Defects in software systems continue to be a major problem. Defectprediction is an important topic in software quality research and could help on planning, controlling and executing software development activities. Nowadays, computer scientists have shown the interest in the study of social insect’s behaviour in neural networks area for solving different prediction problems.Chief among these is the Artificial Bee Colony (ABC) algorithm. This paper investigates the use of ABC algorithm that simulates the intelligent foraging behaviour of a honey bee swarm.
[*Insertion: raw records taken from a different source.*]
//! Run-scoped diagnostics counters.
//!
//! Counters only ever grow during a run and are safe to bump from any number
//! of worker threads. Reporting layers read them through [`Statistics::snapshot`].

use serde::Serialize;
use std::collections::BTreeMap;
use std::sync::atomic::{AtomicU64, Ordering};

/// The counters tracked for one analysis run.
#[derive(Debug, Clone, Copy, PartialEq, Eq, Hash, PartialOrd, Ord)]
pub enum StatisticsKey {
    /// The grammar matcher recognized an entity declaration.
    ParsingHits,
    /// An entity keyword was found but the grammar matcher rejected the read-ahead.
    ParsingMisses,
    ExtractedFileResults,
    ExtractedEntityResults,
}

impl StatisticsKey {
    pub const ALL: [StatisticsKey; 4] = [
        Self::ParsingHits,
        Self::ParsingMisses,
        Self::ExtractedFileResults,
        Self::ExtractedEntityResults,
    ];

    pub fn name(self) -> &'static str {
        match self {
            Self::ParsingHits => "parsing_hits",
            Self::ParsingMisses => "parsing_misses",
            Self::ExtractedFileResults => "extracted_file_results",
            Self::ExtractedEntityResults => "extracted_entity_results",
        }
    }

    fn slot(self) -> usize {
        self as usize
    }
}

/// Monotonic atomic counters, one per [`StatisticsKey`].
#[derive(Debug, Default)]
pub struct Statistics {
    counters: [AtomicU64; StatisticsKey::ALL.len()],
}

impl Statistics {
    pub fn new() -> Self {
        Self::default()
    }

    pub fn increment(&self, key: StatisticsKey) {
        self.add(key, 1);
    }

    pub fn add(&self, key: StatisticsKey, amount: u64) {
        self.counters[key.slot()].fetch_add(amount, Ordering::Relaxed);
    }

    pub fn get(&self, key: StatisticsKey) -> u64 {
        self.counters[key.slot()].load(Ordering::Relaxed)
    }

    /// Fraction of keyword occurrences the grammar matcher accepted, if any were seen.
    pub fn parsing_hit_rate(&self) -> Option<f64> {
        let hits = self.get(StatisticsKey::ParsingHits);
        let total = hits + self.get(StatisticsKey::ParsingMisses);
        (total > 0).then(|| hits as f64 / total as f64)
    }

    pub fn snapshot(&self) -> StatisticsSnapshot {
        StatisticsSnapshot {
            counters: StatisticsKey::ALL
                .iter()
                .map(|key| (key.name().to_string(), self.get(*key)))
                .collect(),
            parsing_hit_rate: self.parsing_hit_rate(),
        }
    }
}

/// A point-in-time copy of the counters, for printing or JSON output.
#[derive(Debug, Clone, PartialEq, Serialize)]
pub struct StatisticsSnapshot {
    pub counters: BTreeMap<String, u64>,
    #[serde(skip_serializing_if = "Option::is_none")]
    pub parsing_hit_rate: Option<f64>,
}
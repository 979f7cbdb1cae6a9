use criterion::{Criterion, criterion_group, criterion_main};
use emerge_core::analysis::Analysis;
use emerge_core::language::LanguageType;
use emerge_core::results::{FileId, FileResult, ResultSet, ScannedFile};
use emerge_parser::comments::filter_source_tokens_without_comments;
use emerge_parser::generate_entity_results_parallel;
use emerge_parser::languages::LanguageRegistry;
use emerge_parser::tokenizer::scan_tokens;
use std::hint::black_box;
use std::sync::Arc;

const SAMPLE_JAVA: &str = r#"
package com.example.accounts;

import java.util.HashMap;
import java.util.List;
import java.util.Map;

/*
 * Account bookkeeping.
 */
public class AccountService {
    private final Map<String, Account> accounts = new HashMap<>();

    // lookups
    public Account find(String id) {
        Account account = accounts.get(id);
        if (account == null) {
            throw new IllegalArgumentException("unknown account " + id);
        }
        return account;
    }

    public void transfer(String from, String to, long amount) {
        Account source = find(from);
        Account target = find(to);
        if (source.balance() < amount) {
            throw new IllegalStateException("insufficient funds");
        }
        source.withdraw(amount);
        target.deposit(amount);
    }

    static class Account {
        private long balance;

        long balance() { return balance; }
        void withdraw(long amount) { balance -= amount; }
        void deposit(long amount) { balance += amount; }
    }
}

interface AccountListener {
    void onTransfer(String from, String to, long amount);
}

enum AccountState { OPEN, FROZEN, CLOSED }
"#;

fn java_file(analysis: &Arc<Analysis>, relative: &str) -> FileResult {
    FileResult::create(
        Arc::clone(analysis),
        ScannedFile {
            scanned_file_name: format!("/bench/{relative}"),
            relative_file_path_to_analysis: relative.to_string(),
            absolute_name: relative.to_string(),
            display_name: relative.to_string(),
            module_name: "accounts".to_string(),
            scanned_by: "java".to_string(),
            scanned_language: Some(LanguageType::Java),
            scanned_tokens: scan_tokens(SAMPLE_JAVA),
        },
    )
    .expect("valid bench file")
}

fn bench_comment_filter(c: &mut Criterion) {
    let registry = LanguageRegistry::builtin().expect("built-in languages");
    let parser = registry.get("java").expect("java parser");
    let tokens = scan_tokens(SAMPLE_JAVA);
    let keywords = parser.grammar().comment_keywords.clone();
    c.bench_function("filter_comments_java", |b| {
        b.iter(|| filter_source_tokens_without_comments(black_box(&tokens), &keywords))
    });
}

fn bench_java_extraction(c: &mut Criterion) {
    let registry = LanguageRegistry::builtin().expect("built-in languages");
    let parser = registry.get("java").expect("java parser");
    let analysis = Analysis::new("bench");
    let file = java_file(&analysis, "AccountService.java");
    c.bench_function("extract_entities_java", |b| {
        b.iter(|| parser.parse(black_box(&file), FileId(0)))
    });
}

fn bench_parallel_extraction(c: &mut Criterion) {
    let registry = LanguageRegistry::builtin().expect("built-in languages");
    let analysis = Analysis::new("bench");
    let mut results = ResultSet::new();
    for i in 0..50 {
        results
            .add_file(java_file(&analysis, &format!("File{i}.java")))
            .expect("unique bench file");
    }

    c.bench_function("extract_files_parallel_50", |b| {
        b.iter(|| generate_entity_results_parallel(black_box(&results), &registry))
    });
}

criterion_group!(
    benches,
    bench_comment_filter,
    bench_java_extraction,
    bench_parallel_extraction,
);
criterion_main!(benches);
Multilayer Perceptron (MLP) trained with the standard back propagation algorithm normally utilises computationally intensive training algorithms. One of the crucial problems with the backpropagation (BP) algorithm is that it can sometimes yield the networks with suboptimal weights because of the presence of many local optima in the solution space. To overcome ABC algorithm used in this work to train MLP learning the complex behaviour of softwaredefectprediction data trained by BP, the performance of MLP-ABC is benchmarked against MLP training with the standard BP. The experimental result shows that MLP-ABC performance is better than MLP-BP.